Eram homens que nunca tinham se encontrado pessoalmente. Nas conversas, monitoradas pelo Ministério da Justiça e Segurança Pública, eles falavam em fabricar explosivos e disseminavam discursos de ódio pela rede.
"Vocês deveriam listar os principais alvos para garantir o sucesso da revolução", dizia uma das mensagens. Outras afirmavam: "Muito dificilmente nossos inimigos estão concentrados em um único lugar".
As comunicações ocorriam em dois grupos do aplicativo Telegram, sendo que um deles utilizava a foto de Hitler como imagem de perfil. Entre os planos discutidos, estava o de "explodir o edifício do debate onde os eleitos do 2º turno irão debater".

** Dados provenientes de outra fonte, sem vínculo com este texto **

use crate::consts::{DMX_UNIVERSE_SIZE, SEQUENCE_ACCEPT_WINDOW};
use crate::source_cid::SourceCid;
use crate::types::{ConfigError, DmxData, Priority, Universe};

/// State of one network sender on one universe.
#[derive(Debug, Clone)]
pub struct SourceEntry {
    pub cid: SourceCid,
    pub priority: Priority,
    pub sequence_number: u8,
    /// Monotonic milliseconds at the last accepted packet.
    /// Rejected packets do not refresh this.
    pub last_seen_millis: u64,
    /// The sender announced the end of this stream.
    pub terminated: bool,
    pub data: DmxData,
}

/// What happened to a packet handed to [SourceTable::admit].
#[derive(Copy, Clone, Debug, Eq, PartialEq)]
#[cfg_attr(feature = "defmt", derive(defmt::Format))]
pub enum AdmitResult {
    /// First packet of this sender on this universe, an entry was created.
    NewSource,
    /// An existing entry was refreshed with the packet contents.
    Updated,
    /// The sender announced stream termination.
    Terminated,
    /// The sequence number fell outside the acceptance window, nothing changed.
    OutOfOrder,
    /// The universe is not registered.
    UnknownUniverse,
    /// No free sender slot on this universe.
    TableFull,
}

struct UniverseSources<const SOURCES: usize> {
    universe: Universe,
    entries: heapless::Vec<SourceEntry, SOURCES>,
}

/// Fixed capacity registry of the senders currently heard on each registered
/// universe, keyed by (universe, cid).
pub struct SourceTable<const UNIVERSES: usize, const SOURCES: usize> {
    slots: heapless::Vec<UniverseSources<SOURCES>, UNIVERSES>,
    source_loss_timeout_millis: u32,
}

impl<const UNIVERSES: usize, const SOURCES: usize> SourceTable<UNIVERSES, SOURCES> {
    pub fn new(source_loss_timeout_millis: u32) -> Self {
        Self {
            slots: heapless::Vec::new(),
            source_loss_timeout_millis,
        }
    }

    pub fn add_universe(&mut self, universe: Universe) -> Result<(), ConfigError> {
        if self.slots.iter().any(|slot| slot.universe == universe) {
            return Err(ConfigError::DuplicateUniverse);
        }

        self.slots
            .push(UniverseSources {
                universe,
                entries: heapless::Vec::new(),
            })
            .map_err(|_| ConfigError::TooManyUniverses)
    }

    pub fn contains(&self, universe: Universe) -> bool {
        self.slots.iter().any(|slot| slot.universe == universe)
    }

    /// Processes one packet that already passed decoding.
    ///
    /// A sequence number is accepted if this is the first packet of the
    /// sender or if it advances the previous one by 1 to 96 (wrapping).
    /// Anything else is reported as out of order and leaves the entry
    /// untouched, so a sender that jumped too far re-enters as a new
    /// source once its stale entry expired. Stream termination is gated
    /// by the same rule.
    ///
    /// `dmx_data` longer than a universe is truncated.
    pub fn admit(
        &mut self,
        universe: Universe,
        cid: SourceCid,
        priority: Priority,
        sequence_number: u8,
        dmx_data: &[u8],
        terminated: bool,
        now_millis: u64,
    ) -> AdmitResult {
        let slot = match self.slots.iter_mut().find(|slot| slot.universe == universe) {
            Some(slot) => slot,
            None => return AdmitResult::UnknownUniverse,
        };

        let dmx_data = &dmx_data[..dmx_data.len().min(DMX_UNIVERSE_SIZE)];

        match slot.entries.iter_mut().find(|entry| entry.cid == cid) {
            Some(entry) => {
                let delta = sequence_number.wrapping_sub(entry.sequence_number) as i8;
                if !(1..=SEQUENCE_ACCEPT_WINDOW).contains(&delta) {
                    return AdmitResult::OutOfOrder;
                }

                // A termination replayed from outside the window was
                // rejected above and never tears down a live source.
                if terminated {
                    entry.terminated = true;
                    entry.sequence_number = sequence_number;
                    return AdmitResult::Terminated;
                }

                entry.priority = priority;
                entry.sequence_number = sequence_number;
                entry.last_seen_millis = now_millis;
                entry.data = DmxData::from_slice(dmx_data).unwrap();

                AdmitResult::Updated
            },
            None => {
                if terminated {
                    // Nothing tracked, nothing to tear down.
                    return AdmitResult::Terminated;
                }

                if slot.entries.is_full() {
                    return AdmitResult::TableFull;
                }

                slot.entries
                    .push(SourceEntry {
                        cid,
                        priority,
                        sequence_number,
                        last_seen_millis: now_millis,
                        terminated: false,
                        data: DmxData::from_slice(dmx_data).unwrap(),
                    })
                    .unwrap();

                AdmitResult::NewSource
            },
        }
    }

    /// Removes every entry not heard from for longer than the source loss
    /// timeout. Each removal is reported through `on_evict`.
    pub fn expire<F: FnMut(Universe, SourceCid)>(
        &mut self,
        now_millis: u64,
        mut on_evict: F,
    ) -> u32 {
        let timeout_millis = self.source_loss_timeout_millis as u64;
        let mut evicted = 0;

        for slot in self.slots.iter_mut() {
            evicted += expire_slot(slot, timeout_millis, now_millis, &mut on_evict);
        }

        evicted
    }

    /// Like [SourceTable::expire] but only touches a single universe.
    pub fn expire_universe<F: FnMut(Universe, SourceCid)>(
        &mut self,
        universe: Universe,
        now_millis: u64,
        mut on_evict: F,
    ) -> u32 {
        let timeout_millis = self.source_loss_timeout_millis as u64;

        match self.slots.iter_mut().find(|slot| slot.universe == universe) {
            Some(slot) => expire_slot(slot, timeout_millis, now_millis, &mut on_evict),
            None => 0,
        }
    }

    /// Removes entries whose stream termination has been merged out.
    pub fn sweep_terminated(&mut self, universe: Universe) -> u32 {
        let slot = match self.slots.iter_mut().find(|slot| slot.universe == universe) {
            Some(slot) => slot,
            None => return 0,
        };

        let mut removed = 0;
        let mut index = 0;
        while index < slot.entries.len() {
            if slot.entries[index].terminated {
                slot.entries.swap_remove(index);
                removed += 1;
            } else {
                index += 1;
            }
        }

        removed
    }

    /// The senders currently tracked on a universe.
    /// Unregistered universes yield an empty slice.
    pub fn entries_for(&self, universe: Universe) -> &[SourceEntry] {
        self.slots
            .iter()
            .find(|slot| slot.universe == universe)
            .map(|slot| slot.entries.as_slice())
            .unwrap_or(&[])
    }

    pub fn source_loss_timeout_millis(&self) -> u32 {
        self.source_loss_timeout_millis
    }
}

fn expire_slot<const SOURCES: usize, F: FnMut(Universe, SourceCid)>(
    slot: &mut UniverseSources<SOURCES>,
    timeout_millis: u64,
    now_millis: u64,
    on_evict: &mut F,
) -> u32 {
    let mut evicted = 0;
    let mut index = 0;

    while index < slot.entries.len() {
        if now_millis.saturating_sub(slot.entries[index].last_seen_millis) > timeout_millis {
            let entry = slot.entries.swap_remove(index);
            on_evict(slot.universe, entry.cid);
            evicted += 1;
        } else {
            index += 1;
        }
    }

    evicted
}

#[cfg(test)]
mod tests {
    use super::*;

    const TIMEOUT: u32 = 2500;

    fn cid(value: u8) -> SourceCid {
        SourceCid::new([value; 16])
    }

    fn universe(value: u16) -> Universe {
        Universe::new(value).unwrap()
    }

    fn table() -> SourceTable<4, 4> {
        let mut table = SourceTable::new(TIMEOUT);
        table.add_universe(universe(1)).unwrap();
        table
    }

    fn admit_data(
        table: &mut SourceTable<4, 4>,
        cid_value: u8,
        sequence_number: u8,
        data: &[u8],
        now_millis: u64,
    ) -> AdmitResult {
        table.admit(
            universe(1),
            cid(cid_value),
            Priority::default(),
            sequence_number,
            data,
            false,
            now_millis,
        )
    }

    #[test]
    fn test_admit_creates_and_updates() {
        let mut table = table();

        assert_eq!(
            admit_data(&mut table, 1, 10, &[1, 2, 3], 0),
            AdmitResult::NewSource
        );
        assert_eq!(
            admit_data(&mut table, 1, 11, &[4, 5, 6], 50),
            AdmitResult::Updated
        );

        let entries = table.entries_for(universe(1));
        assert_eq!(entries.len(), 1);
        assert_eq!(entries[0].data.as_slice(), &[4, 5, 6]);
        assert_eq!(entries[0].sequence_number, 11);
        assert_eq!(entries[0].last_seen_millis, 50);
    }

    #[test]
    fn test_sequence_window_bounds() {
        let mut next = table();
        admit_data(&mut next, 1, 10, &[0], 0);
        assert_eq!(admit_data(&mut next, 1, 11, &[0], 0), AdmitResult::Updated);

        let mut edge = table();
        admit_data(&mut edge, 1, 10, &[0], 0);
        assert_eq!(admit_data(&mut edge, 1, 106, &[0], 0), AdmitResult::Updated);

        let mut past_edge = table();
        admit_data(&mut past_edge, 1, 10, &[0], 0);
        assert_eq!(
            admit_data(&mut past_edge, 1, 107, &[0], 0),
            AdmitResult::OutOfOrder
        );

        let mut stale = table();
        admit_data(&mut stale, 1, 10, &[0], 0);
        assert_eq!(
            admit_data(&mut stale, 1, 10, &[0], 0),
            AdmitResult::OutOfOrder
        );
        assert_eq!(admit_data(&mut stale, 1, 9, &[0], 0), AdmitResult::OutOfOrder);
    }

    #[test]
    fn test_sequence_wraps_around() {
        let mut table = table();
        admit_data(&mut table, 1, 255, &[0], 0);

        assert_eq!(admit_data(&mut table, 1, 0, &[0], 0), AdmitResult::Updated);
    }

    #[test]
    fn test_rejected_packet_leaves_entry_untouched() {
        let mut table = table();
        admit_data(&mut table, 1, 10, &[1, 2, 3], 100);

        assert_eq!(
            admit_data(&mut table, 1, 9, &[9, 9, 9], 2000),
            AdmitResult::OutOfOrder
        );

        let entries = table.entries_for(universe(1));
        assert_eq!(entries[0].data.as_slice(), &[1, 2, 3]);
        assert_eq!(entries[0].sequence_number, 10);
        assert_eq!(entries[0].last_seen_millis, 100);
    }

    #[test]
    fn test_admit_updates_priority() {
        let mut table = table();
        table.admit(
            universe(1),
            cid(1),
            Priority::new(100).unwrap(),
            10,
            &[0],
            false,
            0,
        );
        table.admit(
            universe(1),
            cid(1),
            Priority::new(150).unwrap(),
            11,
            &[0],
            false,
            0,
        );

        assert_eq!(
            table.entries_for(universe(1))[0].priority,
            Priority::new(150).unwrap()
        );
    }

    #[test]
    fn test_admit_unknown_universe() {
        let mut table = table();

        assert_eq!(
            table.admit(universe(2), cid(1), Priority::default(), 0, &[0], false, 0),
            AdmitResult::UnknownUniverse
        );
    }

    #[test]
    fn test_table_full() {
        let mut table: SourceTable<1, 2> = SourceTable::new(TIMEOUT);
        table.add_universe(universe(1)).unwrap();

        table.admit(universe(1), cid(1), Priority::default(), 0, &[0], false, 0);
        table.admit(universe(1), cid(2), Priority::default(), 0, &[0], false, 0);

        assert_eq!(
            table.admit(universe(1), cid(3), Priority::default(), 0, &[0], false, 0),
            AdmitResult::TableFull
        );
        assert_eq!(table.entries_for(universe(1)).len(), 2);
    }

    #[test]
    fn test_add_universe_failure() {
        let mut table: SourceTable<1, 4> = SourceTable::new(TIMEOUT);
        table.add_universe(universe(1)).unwrap();

        assert_eq!(
            table.add_universe(universe(1)).unwrap_err(),
            ConfigError::DuplicateUniverse
        );
        assert_eq!(
            table.add_universe(universe(2)).unwrap_err(),
            ConfigError::TooManyUniverses
        );
    }

    #[test]
    fn test_expire_removes_stale_entries() {
        let mut table = table();
        admit_data(&mut table, 1, 10, &[1], 0);
        admit_data(&mut table, 2, 20, &[2], 2000);

        let mut evicted = std::vec::Vec::new();
        let count = table.expire(2501, |universe, cid| evicted.push((universe, cid)));

        assert_eq!(count, 1);
        assert_eq!(evicted, [(universe(1), cid(1))]);

        let entries = table.entries_for(universe(1));
        assert_eq!(entries.len(), 1);
        assert_eq!(entries[0].cid, cid(2));
    }

    #[test]
    fn test_expire_exactly_at_timeout_keeps_entry() {
        let mut table = table();
        admit_data(&mut table, 1, 10, &[1], 0);

        assert_eq!(table.expire(2500, |_, _| {}), 0);
        assert_eq!(table.entries_for(universe(1)).len(), 1);
    }

    #[test]
    fn test_expire_universe_frees_slot() {
        let mut table: SourceTable<1, 1> = SourceTable::new(TIMEOUT);
        table.add_universe(universe(1)).unwrap();
        table.admit(universe(1), cid(1), Priority::default(), 0, &[0], false, 0);

        assert_eq!(
            table.admit(
                universe(1),
                cid(2),
                Priority::default(),
                0,
                &[0],
                false,
                5000
            ),
            AdmitResult::TableFull
        );

        table.expire_universe(universe(1), 5000, |_, _| {});
        assert_eq!(
            table.admit(
                universe(1),
                cid(2),
                Priority::default(),
                0,
                &[0],
                false,
                5000
            ),
            AdmitResult::NewSource
        );
    }

    #[test]
    fn test_terminated_lifecycle() {
        let mut table = table();
        admit_data(&mut table, 1, 10, &[1], 0);

        assert_eq!(
            table.admit(universe(1), cid(1), Priority::default(), 11, &[1], true, 10),
            AdmitResult::Terminated
        );
        assert!(table.entries_for(universe(1))[0].terminated);

        assert_eq!(table.sweep_terminated(universe(1)), 1);
        assert!(table.entries_for(universe(1)).is_empty());

        // termination of an untracked sender creates nothing
        assert_eq!(
            table.admit(universe(1), cid(1), Priority::default(), 12, &[1], true, 20),
            AdmitResult::Terminated
        );
        assert!(table.entries_for(universe(1)).is_empty());
    }

    #[test]
    fn test_stale_termination_is_rejected() {
        let mut table = table();
        admit_data(&mut table, 1, 200, &[5], 0);

        assert_eq!(
            table.admit(universe(1), cid(1), Priority::default(), 150, &[], true, 10),
            AdmitResult::OutOfOrder
        );
        assert!(!table.entries_for(universe(1))[0].terminated);

        assert_eq!(
            table.admit(universe(1), cid(1), Priority::default(), 201, &[], true, 20),
            AdmitResult::Terminated
        );
        assert!(table.entries_for(universe(1))[0].terminated);
    }
}
pub const DMX_NULL_START: u8 = 0x00;
pub const DMX_UNIVERSE_SIZE: usize = 512;

pub const E131_DEFAULT_PORT: u16 = 5568;

/// "ASC-E1.17" followed by three zero bytes.
pub const ACN_PACKET_IDENTIFIER: [u8; 12] = *b"ASC-E1.17\x00\x00\x00";

pub const PREAMBLE_SIZE: u16 = 0x0010;
pub const POSTAMBLE_SIZE: u16 = 0x0000;

pub const VECTOR_ROOT_DATA: u32 = 0x0000_0004;
pub const VECTOR_DATA_PACKET: u32 = 0x0000_0002;
pub const VECTOR_DMP_SET_PROPERTY: u8 = 0x02;

pub const DMP_ADDRESS_AND_DATA_TYPE: u8 = 0xA1;

/// Upper nibble of every flags-and-length field.
pub const LAYER_FLAGS: u8 = 0x07;
/// The root layer length field counts from its own offset to the packet end.
pub const ROOT_LAYER_FLAGS_OFFSET: usize = 16;
pub const FRAMING_LAYER_OFFSET: usize = 38;
pub const DMP_LAYER_OFFSET: usize = 115;
pub const PROPERTY_VALUES_OFFSET: usize = 125;

/// Full header + start code, no channel data.
pub const DATA_PACKET_MIN_SIZE: usize = PROPERTY_VALUES_OFFSET + 1;
pub const DATA_PACKET_MAX_SIZE: usize = PROPERTY_VALUES_OFFSET + 1 + DMX_UNIVERSE_SIZE;

pub const CID_LENGTH: usize = 16;
pub const SOURCE_NAME_LENGTH: usize = 64;

pub const UNIVERSE_LOWEST: u16 = 1;
pub const UNIVERSE_HIGHEST: u16 = 63999;

pub const PRIORITY_HIGHEST: u8 = 200;
pub const DEFAULT_PRIORITY: u8 = 100;

/// Largest accepted forward distance between consecutive sequence numbers.
pub const SEQUENCE_ACCEPT_WINDOW: i8 = 96;

pub const SOURCE_LOSS_TIMEOUT_MILLIS: u32 = 2500;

Um relatório do Ciberlab, laboratório especializado em crimes cibernéticos, concluiu que o conteúdo compartilhado apresentava elevado grau de periculosidade, planejamento de atos violentos mediante utilização de artefatos explosivos, disseminação de ideologia neonazista, misoginia e incentivo à violência.
As conversas monitoradas revelam que o principal objetivo do grupo era invadir e explodir prédios públicos, em especial o Palácio do Planalto. Mas a intenção não era apenas causar destruição: era mandar a partir de Brasília um recado violento e antidemocrático para todo o país.